GRO-seq sense and anti-sense read profiling analysis at DHS and CTCF peaks

DHS/CTCF peaks were categorized as located within actively transcribed intragenic regions, inactive intragenic regions, or intergenic regions, with respect to the RefSeq dataset used in this study (see the 'Identifying actively transcribed genes' section of the Materials and methods). To avoid promoter-associated peaks, DHS/CTCF peaks + 5 kb flanking regions that were within 2 kb of known transcription start sites, annotated gene ends, or IMR90 H3K4me3 peaks were discarded. For each of the remaining DHS/CTCF peaks within each category, GRO-seq sense and anti-sense reads/kb/mapability were computed in 150-bp windows from the start of the DHS/CTCF peak to the end of 5-kb flanking regions on either side. Then, for each DHS/CTCF peak and flanking region, nucleotide distance was converted to proportional distance. For example, for a DHS/CTCF peak that is 300 bp in length, the first 150 bp immediately upstream of the peak corresponds to '-0.5 to 0', the first 150 bp within the peak corresponds to '0 to 0.5', the second 150 bp within the peak corresponds to '0.5 to 1', the first 150 bp immediately downstream of the peak corresponds to '1 to 1.5', and so on.

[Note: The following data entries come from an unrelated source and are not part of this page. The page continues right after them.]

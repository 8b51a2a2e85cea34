use std::path::PathBuf;
use std::pin::Pin;
use std::time::{Duration, Instant};

use futures::Stream;
use tokio_stream::wrappers::UnboundedReceiverStream;
use tokio_stream::StreamExt;
use tonic::{Request, Response, Status};
use uuid::Uuid;

use execlib::error::Error;
use execlib::types::{CancelOutcome, JobSpec};
use execlib::JobRegistry;
use execlib::OutputEvent as EngineOutput;
use protobuf::remote_exec_server::RemoteExec;
use protobuf::JobStatus as WireStatus;
use protobuf::{
    output_event, CancelRequest, CancelResponse, HealthRequest, HealthResponse, JobSummary,
    ListRequest, ListResponse, OutputEvent, ResultRequest, ResultResponse, StatusRequest,
    StatusResponse, StreamRequest, SubmitRequest, SubmitResponse,
};

pub struct RemoteExecService {
    registry: JobRegistry,
    started: Instant,
}

impl RemoteExecService {
    pub fn new(registry: JobRegistry) -> Self {
        Self {
            registry,
            started: Instant::now(),
        }
    }
}

/// A string that is not a UUID cannot name a job, so it gets the same answer
/// an unknown id would.
fn parse_job_id(raw: &str) -> Result<Uuid, Status> {
    Uuid::parse_str(raw).map_err(|_| Status::not_found("Job not found"))
}

fn to_status(err: Error) -> Status {
    match err {
        Error::NotFound => Status::not_found("Job not found"),
        Error::Rejected(reason) => Status::invalid_argument(reason),
    }
}

fn wire_status(status: execlib::JobStatus) -> WireStatus {
    match status {
        execlib::JobStatus::Running => WireStatus::Running,
        execlib::JobStatus::Finished => WireStatus::Finished,
        execlib::JobStatus::Error => WireStatus::Error,
        execlib::JobStatus::Cancelled => WireStatus::Cancelled,
        execlib::JobStatus::Timeout => WireStatus::Timeout,
    }
}

#[tonic::async_trait]
impl RemoteExec for RemoteExecService {
    type StreamOutputStream = Pin<Box<dyn Stream<Item = Result<OutputEvent, Status>> + Send>>;

    async fn submit_job(
        &self,
        req: Request<SubmitRequest>,
    ) -> Result<Response<SubmitResponse>, Status> {
        let SubmitRequest {
            command,
            cwd,
            timeout_secs,
            env,
        } = req.into_inner();

        let mut spec = JobSpec::new(command);
        if !cwd.is_empty() {
            spec.cwd = Some(PathBuf::from(cwd));
        }
        if timeout_secs > 0 {
            spec.timeout = Some(Duration::from_secs(timeout_secs));
        }
        spec.env = env.into_iter().collect();

        let job_id = self.registry.submit(spec).await.map_err(to_status)?;
        Ok(Response::new(SubmitResponse {
            job_id: job_id.to_string(),
        }))
    }

    async fn query_status(
        &self,
        req: Request<StatusRequest>,
    ) -> Result<Response<StatusResponse>, Status> {
        let job_id = parse_job_id(&req.into_inner().job_id)?;
        let view = self.registry.status(job_id).await.map_err(to_status)?;
        Ok(Response::new(StatusResponse {
            job_id: view.id.to_string(),
            status: wire_status(view.status) as i32,
            command: view.command,
        }))
    }

    async fn get_result(
        &self,
        req: Request<ResultRequest>,
    ) -> Result<Response<ResultResponse>, Status> {
        let job_id = parse_job_id(&req.into_inner().job_id)?;
        let view = self.registry.result(job_id).await.map_err(to_status)?;
        Ok(Response::new(ResultResponse {
            job_id: view.id.to_string(),
            status: wire_status(view.status) as i32,
            stdout: view.stdout,
            returncode: view.returncode,
            error: view.error,
        }))
    }

    async fn stream_output(
        &self,
        req: Request<StreamRequest>,
    ) -> Result<Response<Self::StreamOutputStream>, Status> {
        let job_id = parse_job_id(&req.into_inner().job_id)?;
        let receiver = self.registry.stream(job_id).await.map_err(to_status)?;

        let output_stream = UnboundedReceiverStream::from(receiver);
        let response_stream = output_stream.map(|event| {
            let event = match event {
                EngineOutput::Line(line) => output_event::Event::Line(line),
                EngineOutput::Done(status) => {
                    output_event::Event::Done(wire_status(status) as i32)
                }
            };
            Ok(OutputEvent { event: Some(event) })
        });
        Ok(Response::new(
            Box::pin(response_stream) as Self::StreamOutputStream
        ))
    }

    async fn cancel_job(
        &self,
        req: Request<CancelRequest>,
    ) -> Result<Response<CancelResponse>, Status> {
        let job_id = parse_job_id(&req.into_inner().job_id)?;
        let outcome = self.registry.cancel(job_id).await.map_err(to_status)?;
        let message = match outcome {
            CancelOutcome::Cancelled => "Job cancelled".to_string(),
            CancelOutcome::AlreadyTerminal(status) => format!("Job is already {}", status),
        };
        Ok(Response::new(CancelResponse { message }))
    }

    async fn list_jobs(&self, _req: Request<ListRequest>) -> Result<Response<ListResponse>, Status> {
        let jobs = self
            .registry
            .list()
            .await
            .into_iter()
            .map(|summary| JobSummary {
                job_id: summary.id.to_string(),
                status: wire_status(summary.status) as i32,
                command: summary.command,
                created_at: summary.created_at,
            })
            .collect();
        Ok(Response::new(ListResponse { jobs }))
    }

    async fn health(&self, _req: Request<HealthRequest>) -> Result<Response<HealthResponse>, Status> {
        let stats = self.registry.stats().await;
        Ok(Response::new(HealthResponse {
            status: "ok".to_string(),
            uptime_secs: self.started.elapsed().as_secs(),
            jobs_count: stats.jobs_count as u64,
        }))
    }
}
use crate::events::OutputEvent;
use tokio::sync::mpsc;

#[derive(Debug)]
pub enum Message {
    Subscribe {
        subscriber: mpsc::UnboundedSender<OutputEvent>,
    },
}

Representational analysis of chromatin marks at predicted BEST loci

IMR90 ChIP-seq read data for ten different histone modifications, each with at least two biological replicates, and corresponding control (input) data, were downloaded from the Epigenome Atlas, release 3. For each histone modification dataset, the read density (reads/bp) was computed at predicted, high-confidence BEST loci, and then divided by the read density at randomly generated background (control) regions (2 kb in length and drawn from the same genomic locations as BEST loci), to yield an enrichment value. The enrichment value was then divided by the enrichment value for input, to yield a normalized enrichment value.

Analysis of mouse embryonic stem cell enhancers

To perform genome-wide prediction of BEST loci in an additional cell type, the NBC was trained and applied on publicly available mESC GRO-seq data in exactly the same manner as was done using GRO-seq data from IMR90 cells. Genome-wide candidate mESC enhancers (poised, weak, and strong) were downloaded from Zentner et al. [35] and in vitro validated mESC enhancers were downloaded from Schnetz et al. [32]. In both cases, only those not within 7 kb of known transcription start sites, annotated gene ends, and mESC H3K4me3 peaks were retained for further analysis.